TASK:
Filter the entries for the word "AuthConfig". Copy each line in which it occurs.

++++ DATA SUPPLIED ++++

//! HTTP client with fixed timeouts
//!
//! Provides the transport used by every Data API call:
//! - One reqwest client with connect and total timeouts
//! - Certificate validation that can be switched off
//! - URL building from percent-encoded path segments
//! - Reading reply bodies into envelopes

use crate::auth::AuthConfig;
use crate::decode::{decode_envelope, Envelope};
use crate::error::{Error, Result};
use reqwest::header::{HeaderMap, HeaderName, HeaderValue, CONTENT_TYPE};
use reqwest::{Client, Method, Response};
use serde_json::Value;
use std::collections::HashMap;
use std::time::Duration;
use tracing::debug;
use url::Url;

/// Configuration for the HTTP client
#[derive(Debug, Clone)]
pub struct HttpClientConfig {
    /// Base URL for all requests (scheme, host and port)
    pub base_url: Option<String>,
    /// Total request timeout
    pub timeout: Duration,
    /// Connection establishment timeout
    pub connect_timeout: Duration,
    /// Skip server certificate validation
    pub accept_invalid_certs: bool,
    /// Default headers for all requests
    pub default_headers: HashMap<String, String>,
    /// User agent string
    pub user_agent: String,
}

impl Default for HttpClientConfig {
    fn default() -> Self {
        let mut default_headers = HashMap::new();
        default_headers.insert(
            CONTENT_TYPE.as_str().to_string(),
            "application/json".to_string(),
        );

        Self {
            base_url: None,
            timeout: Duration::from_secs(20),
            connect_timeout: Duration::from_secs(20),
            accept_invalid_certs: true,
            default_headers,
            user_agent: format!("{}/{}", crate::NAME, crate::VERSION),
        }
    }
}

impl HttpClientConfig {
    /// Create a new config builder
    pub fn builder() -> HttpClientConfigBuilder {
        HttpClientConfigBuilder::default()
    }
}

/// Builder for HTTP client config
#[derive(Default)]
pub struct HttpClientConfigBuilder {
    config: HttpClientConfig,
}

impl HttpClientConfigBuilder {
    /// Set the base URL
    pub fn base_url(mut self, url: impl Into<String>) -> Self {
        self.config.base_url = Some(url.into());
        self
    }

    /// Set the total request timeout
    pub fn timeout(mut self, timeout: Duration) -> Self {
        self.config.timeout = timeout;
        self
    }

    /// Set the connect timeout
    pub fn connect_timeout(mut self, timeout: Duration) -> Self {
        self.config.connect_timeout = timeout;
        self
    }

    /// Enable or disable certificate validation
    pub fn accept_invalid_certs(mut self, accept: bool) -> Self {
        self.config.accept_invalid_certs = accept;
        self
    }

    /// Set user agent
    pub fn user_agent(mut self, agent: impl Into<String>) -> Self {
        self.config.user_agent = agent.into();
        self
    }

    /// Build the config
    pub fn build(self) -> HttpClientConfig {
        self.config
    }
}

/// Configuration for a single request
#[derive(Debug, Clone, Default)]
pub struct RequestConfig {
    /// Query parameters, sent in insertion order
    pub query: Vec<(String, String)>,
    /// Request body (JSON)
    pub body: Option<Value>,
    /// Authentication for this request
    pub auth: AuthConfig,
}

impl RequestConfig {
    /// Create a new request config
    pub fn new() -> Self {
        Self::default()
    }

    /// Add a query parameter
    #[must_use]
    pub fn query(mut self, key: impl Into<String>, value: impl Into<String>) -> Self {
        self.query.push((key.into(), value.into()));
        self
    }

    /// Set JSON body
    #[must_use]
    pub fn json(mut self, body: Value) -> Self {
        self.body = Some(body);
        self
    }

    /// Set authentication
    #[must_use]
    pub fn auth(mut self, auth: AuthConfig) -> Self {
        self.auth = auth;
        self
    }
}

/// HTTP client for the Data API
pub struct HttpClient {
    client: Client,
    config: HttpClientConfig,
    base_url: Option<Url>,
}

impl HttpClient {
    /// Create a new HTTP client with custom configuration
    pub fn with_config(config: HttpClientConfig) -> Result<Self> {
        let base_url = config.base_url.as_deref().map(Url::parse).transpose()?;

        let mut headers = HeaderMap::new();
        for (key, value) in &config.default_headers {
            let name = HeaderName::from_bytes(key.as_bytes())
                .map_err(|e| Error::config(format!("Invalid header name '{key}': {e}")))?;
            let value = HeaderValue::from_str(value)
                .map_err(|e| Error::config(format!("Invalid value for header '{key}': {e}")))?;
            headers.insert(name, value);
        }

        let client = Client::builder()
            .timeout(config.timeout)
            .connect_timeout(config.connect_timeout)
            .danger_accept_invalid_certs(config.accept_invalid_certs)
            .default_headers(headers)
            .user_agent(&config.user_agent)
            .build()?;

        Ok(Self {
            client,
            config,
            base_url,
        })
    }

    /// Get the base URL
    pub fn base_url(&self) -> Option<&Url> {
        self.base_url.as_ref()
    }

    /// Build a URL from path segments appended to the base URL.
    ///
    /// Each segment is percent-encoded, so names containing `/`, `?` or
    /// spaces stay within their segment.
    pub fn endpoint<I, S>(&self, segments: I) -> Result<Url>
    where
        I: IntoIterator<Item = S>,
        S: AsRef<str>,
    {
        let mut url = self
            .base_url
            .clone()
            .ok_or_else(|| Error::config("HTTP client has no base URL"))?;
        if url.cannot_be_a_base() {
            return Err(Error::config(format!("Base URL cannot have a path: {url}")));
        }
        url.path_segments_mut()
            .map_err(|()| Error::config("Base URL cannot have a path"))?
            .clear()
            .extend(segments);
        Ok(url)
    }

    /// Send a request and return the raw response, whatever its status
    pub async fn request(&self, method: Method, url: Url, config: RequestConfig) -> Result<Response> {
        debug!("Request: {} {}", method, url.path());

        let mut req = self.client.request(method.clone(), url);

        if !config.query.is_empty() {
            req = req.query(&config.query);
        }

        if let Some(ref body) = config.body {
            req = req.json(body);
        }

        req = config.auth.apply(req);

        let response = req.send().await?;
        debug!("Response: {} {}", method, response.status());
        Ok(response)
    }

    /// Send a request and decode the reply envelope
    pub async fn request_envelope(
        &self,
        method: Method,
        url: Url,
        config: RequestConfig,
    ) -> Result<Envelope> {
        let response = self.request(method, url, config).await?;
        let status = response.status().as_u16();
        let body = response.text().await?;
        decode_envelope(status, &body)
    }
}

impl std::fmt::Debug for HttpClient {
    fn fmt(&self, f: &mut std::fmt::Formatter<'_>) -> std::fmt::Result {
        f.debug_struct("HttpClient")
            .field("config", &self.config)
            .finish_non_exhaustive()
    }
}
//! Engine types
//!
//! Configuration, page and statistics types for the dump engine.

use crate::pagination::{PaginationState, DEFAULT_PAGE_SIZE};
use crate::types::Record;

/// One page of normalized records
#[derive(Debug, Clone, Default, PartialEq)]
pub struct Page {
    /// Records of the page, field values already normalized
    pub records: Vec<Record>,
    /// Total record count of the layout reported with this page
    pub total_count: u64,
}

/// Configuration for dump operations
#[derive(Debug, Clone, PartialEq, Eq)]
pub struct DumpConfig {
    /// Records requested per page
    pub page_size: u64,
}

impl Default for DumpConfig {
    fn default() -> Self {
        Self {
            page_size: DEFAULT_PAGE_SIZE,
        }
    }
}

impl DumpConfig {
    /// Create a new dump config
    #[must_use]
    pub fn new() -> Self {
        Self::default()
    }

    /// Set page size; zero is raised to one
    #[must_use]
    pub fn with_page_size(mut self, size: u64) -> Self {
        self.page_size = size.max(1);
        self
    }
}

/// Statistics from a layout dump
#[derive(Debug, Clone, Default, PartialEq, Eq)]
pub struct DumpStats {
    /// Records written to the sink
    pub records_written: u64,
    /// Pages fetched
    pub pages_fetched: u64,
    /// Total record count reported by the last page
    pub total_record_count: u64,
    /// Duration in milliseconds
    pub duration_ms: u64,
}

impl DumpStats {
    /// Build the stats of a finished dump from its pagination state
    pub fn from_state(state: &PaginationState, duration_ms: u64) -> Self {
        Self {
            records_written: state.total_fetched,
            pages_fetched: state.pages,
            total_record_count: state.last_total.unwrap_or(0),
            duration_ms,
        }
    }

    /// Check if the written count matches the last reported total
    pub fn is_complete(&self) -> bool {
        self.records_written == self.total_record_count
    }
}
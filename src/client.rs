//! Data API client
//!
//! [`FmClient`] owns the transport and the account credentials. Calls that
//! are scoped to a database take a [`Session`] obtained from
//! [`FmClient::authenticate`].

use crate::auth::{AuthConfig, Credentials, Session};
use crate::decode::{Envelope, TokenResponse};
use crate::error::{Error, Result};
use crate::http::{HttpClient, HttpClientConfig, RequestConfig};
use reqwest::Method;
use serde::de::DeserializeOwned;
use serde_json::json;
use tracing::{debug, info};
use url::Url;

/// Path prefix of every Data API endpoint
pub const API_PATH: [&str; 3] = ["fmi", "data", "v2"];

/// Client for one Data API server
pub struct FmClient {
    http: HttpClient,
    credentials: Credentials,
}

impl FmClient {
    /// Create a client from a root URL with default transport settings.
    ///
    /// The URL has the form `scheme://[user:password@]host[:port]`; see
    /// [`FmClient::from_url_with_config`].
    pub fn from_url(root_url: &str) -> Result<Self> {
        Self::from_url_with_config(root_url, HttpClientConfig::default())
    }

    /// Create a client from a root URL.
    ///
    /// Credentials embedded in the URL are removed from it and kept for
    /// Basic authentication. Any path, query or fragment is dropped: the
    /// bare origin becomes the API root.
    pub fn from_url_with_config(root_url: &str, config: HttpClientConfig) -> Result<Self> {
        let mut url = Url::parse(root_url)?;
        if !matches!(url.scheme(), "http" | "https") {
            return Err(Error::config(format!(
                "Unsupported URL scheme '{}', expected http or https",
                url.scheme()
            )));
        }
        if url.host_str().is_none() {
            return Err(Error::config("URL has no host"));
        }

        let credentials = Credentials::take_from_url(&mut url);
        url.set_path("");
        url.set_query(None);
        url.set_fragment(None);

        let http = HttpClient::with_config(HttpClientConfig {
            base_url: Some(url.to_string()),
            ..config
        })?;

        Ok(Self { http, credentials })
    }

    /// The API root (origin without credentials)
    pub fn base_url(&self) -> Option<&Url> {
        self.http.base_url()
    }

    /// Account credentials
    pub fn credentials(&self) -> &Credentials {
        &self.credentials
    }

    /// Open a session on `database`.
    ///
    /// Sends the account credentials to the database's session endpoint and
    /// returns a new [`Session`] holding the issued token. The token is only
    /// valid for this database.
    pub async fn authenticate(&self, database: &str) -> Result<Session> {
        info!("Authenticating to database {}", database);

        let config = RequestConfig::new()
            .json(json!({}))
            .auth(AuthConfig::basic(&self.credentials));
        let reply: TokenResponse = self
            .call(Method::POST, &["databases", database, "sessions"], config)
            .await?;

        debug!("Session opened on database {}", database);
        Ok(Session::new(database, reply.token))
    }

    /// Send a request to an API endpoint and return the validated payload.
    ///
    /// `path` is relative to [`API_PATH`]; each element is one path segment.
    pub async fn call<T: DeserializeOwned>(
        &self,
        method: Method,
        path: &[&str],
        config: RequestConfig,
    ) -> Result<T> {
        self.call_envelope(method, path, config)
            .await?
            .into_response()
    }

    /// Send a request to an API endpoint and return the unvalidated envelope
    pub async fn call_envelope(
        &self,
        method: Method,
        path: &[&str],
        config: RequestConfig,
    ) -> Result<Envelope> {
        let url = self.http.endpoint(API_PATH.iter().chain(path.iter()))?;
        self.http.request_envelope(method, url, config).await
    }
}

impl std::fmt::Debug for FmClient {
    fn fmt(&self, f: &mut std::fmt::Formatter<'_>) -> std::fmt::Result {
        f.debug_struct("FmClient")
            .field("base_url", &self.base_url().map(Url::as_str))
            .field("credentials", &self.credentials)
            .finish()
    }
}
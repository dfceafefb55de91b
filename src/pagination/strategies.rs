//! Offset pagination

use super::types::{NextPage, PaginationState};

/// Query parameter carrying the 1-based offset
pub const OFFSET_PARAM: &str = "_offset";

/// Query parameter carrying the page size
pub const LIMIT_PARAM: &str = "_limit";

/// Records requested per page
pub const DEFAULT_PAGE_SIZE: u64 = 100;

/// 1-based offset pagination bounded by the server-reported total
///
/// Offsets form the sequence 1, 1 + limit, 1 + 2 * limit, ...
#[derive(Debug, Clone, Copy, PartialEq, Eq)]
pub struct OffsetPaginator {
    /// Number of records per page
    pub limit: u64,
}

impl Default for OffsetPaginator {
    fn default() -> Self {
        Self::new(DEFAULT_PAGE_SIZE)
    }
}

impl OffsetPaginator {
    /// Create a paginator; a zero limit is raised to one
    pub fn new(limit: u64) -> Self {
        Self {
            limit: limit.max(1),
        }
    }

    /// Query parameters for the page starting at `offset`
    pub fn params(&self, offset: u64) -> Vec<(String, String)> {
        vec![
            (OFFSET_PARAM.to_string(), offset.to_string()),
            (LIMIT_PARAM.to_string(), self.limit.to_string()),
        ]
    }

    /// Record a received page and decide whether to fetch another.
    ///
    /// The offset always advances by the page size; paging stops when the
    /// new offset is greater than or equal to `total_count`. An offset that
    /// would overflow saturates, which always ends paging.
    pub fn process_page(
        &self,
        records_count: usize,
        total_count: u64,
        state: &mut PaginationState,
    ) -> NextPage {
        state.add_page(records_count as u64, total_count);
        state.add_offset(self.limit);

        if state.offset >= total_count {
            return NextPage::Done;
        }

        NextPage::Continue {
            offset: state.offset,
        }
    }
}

++++

WRITTEN SOLUTION:
use crate::auth::AuthConfig;
    pub auth: AuthConfig,
    pub fn auth(mut self, auth: AuthConfig) -> Self {
use crate::auth::{AuthConfig, Credentials, Session};
            .auth(AuthConfig::basic(&self.credentials));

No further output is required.